== EXERCISE DETAILS ==
From the records below, copy every line that contains the word "usize".

EXTRACTED ENTRIES Block Start

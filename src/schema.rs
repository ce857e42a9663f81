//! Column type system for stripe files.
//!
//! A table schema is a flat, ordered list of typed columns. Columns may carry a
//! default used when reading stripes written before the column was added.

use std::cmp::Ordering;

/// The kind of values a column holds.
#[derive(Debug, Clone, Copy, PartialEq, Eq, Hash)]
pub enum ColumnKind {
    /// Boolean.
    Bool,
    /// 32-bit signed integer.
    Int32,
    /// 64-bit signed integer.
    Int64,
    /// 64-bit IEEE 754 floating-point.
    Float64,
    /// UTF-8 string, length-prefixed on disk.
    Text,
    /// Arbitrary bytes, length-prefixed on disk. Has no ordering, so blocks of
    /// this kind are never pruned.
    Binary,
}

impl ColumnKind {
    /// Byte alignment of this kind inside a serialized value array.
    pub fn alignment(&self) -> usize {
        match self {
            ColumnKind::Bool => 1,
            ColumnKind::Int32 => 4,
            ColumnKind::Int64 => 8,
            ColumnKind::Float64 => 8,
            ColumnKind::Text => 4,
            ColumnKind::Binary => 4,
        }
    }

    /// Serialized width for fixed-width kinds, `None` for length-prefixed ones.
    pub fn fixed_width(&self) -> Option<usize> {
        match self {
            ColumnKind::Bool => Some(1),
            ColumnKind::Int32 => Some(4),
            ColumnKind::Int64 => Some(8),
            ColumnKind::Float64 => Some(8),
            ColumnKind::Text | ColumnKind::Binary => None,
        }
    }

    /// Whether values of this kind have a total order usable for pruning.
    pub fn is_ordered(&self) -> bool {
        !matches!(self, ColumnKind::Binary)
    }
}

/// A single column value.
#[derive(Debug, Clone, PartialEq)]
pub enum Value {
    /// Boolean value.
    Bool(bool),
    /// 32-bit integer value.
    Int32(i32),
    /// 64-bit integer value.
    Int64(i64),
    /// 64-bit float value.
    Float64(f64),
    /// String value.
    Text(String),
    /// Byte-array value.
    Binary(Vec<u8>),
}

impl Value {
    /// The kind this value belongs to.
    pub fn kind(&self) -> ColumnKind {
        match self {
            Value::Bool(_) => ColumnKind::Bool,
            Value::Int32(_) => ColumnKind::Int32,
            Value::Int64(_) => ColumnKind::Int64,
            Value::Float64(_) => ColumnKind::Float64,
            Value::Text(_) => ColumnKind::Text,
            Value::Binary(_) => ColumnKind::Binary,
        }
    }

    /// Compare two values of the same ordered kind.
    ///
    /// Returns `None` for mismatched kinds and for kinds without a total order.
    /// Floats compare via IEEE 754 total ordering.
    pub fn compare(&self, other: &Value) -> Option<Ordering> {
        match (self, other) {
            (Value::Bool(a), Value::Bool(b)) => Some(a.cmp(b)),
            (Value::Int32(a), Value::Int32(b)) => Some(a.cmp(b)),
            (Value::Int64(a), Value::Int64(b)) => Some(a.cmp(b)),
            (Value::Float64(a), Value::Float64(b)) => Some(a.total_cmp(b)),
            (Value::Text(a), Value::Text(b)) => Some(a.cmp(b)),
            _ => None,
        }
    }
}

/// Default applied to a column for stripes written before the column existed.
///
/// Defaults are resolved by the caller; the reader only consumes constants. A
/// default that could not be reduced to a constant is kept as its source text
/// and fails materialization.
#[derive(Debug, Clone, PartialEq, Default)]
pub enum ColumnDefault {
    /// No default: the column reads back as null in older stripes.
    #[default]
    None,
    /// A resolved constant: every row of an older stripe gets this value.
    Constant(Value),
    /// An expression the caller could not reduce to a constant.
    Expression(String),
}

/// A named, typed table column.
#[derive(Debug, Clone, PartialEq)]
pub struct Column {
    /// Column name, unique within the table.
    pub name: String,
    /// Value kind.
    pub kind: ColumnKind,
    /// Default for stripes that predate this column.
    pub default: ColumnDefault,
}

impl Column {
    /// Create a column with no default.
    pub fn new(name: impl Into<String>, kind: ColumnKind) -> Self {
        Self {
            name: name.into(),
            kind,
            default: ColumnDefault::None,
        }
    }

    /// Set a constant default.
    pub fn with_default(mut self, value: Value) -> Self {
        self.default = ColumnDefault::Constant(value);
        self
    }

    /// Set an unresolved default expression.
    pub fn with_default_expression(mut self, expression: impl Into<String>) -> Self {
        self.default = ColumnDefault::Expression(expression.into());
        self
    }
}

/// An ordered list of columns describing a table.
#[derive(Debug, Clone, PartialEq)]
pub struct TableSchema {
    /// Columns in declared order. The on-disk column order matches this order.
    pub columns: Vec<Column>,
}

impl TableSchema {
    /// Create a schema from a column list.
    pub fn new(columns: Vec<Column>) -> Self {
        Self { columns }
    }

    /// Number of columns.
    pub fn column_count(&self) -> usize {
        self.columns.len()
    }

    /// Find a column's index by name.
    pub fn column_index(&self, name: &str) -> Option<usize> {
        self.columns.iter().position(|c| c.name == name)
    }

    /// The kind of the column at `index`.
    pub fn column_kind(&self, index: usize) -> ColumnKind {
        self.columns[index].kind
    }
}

EXTRACTED ENTRIES Block End

== SOLUTION TO THIS EXERCISE ==
    pub fn alignment(&self) -> usize {
    pub fn fixed_width(&self) -> Option<usize> {
    pub fn column_count(&self) -> usize {
    pub fn column_index(&self, name: &str) -> Option<usize> {
    pub fn column_kind(&self, index: usize) -> ColumnKind {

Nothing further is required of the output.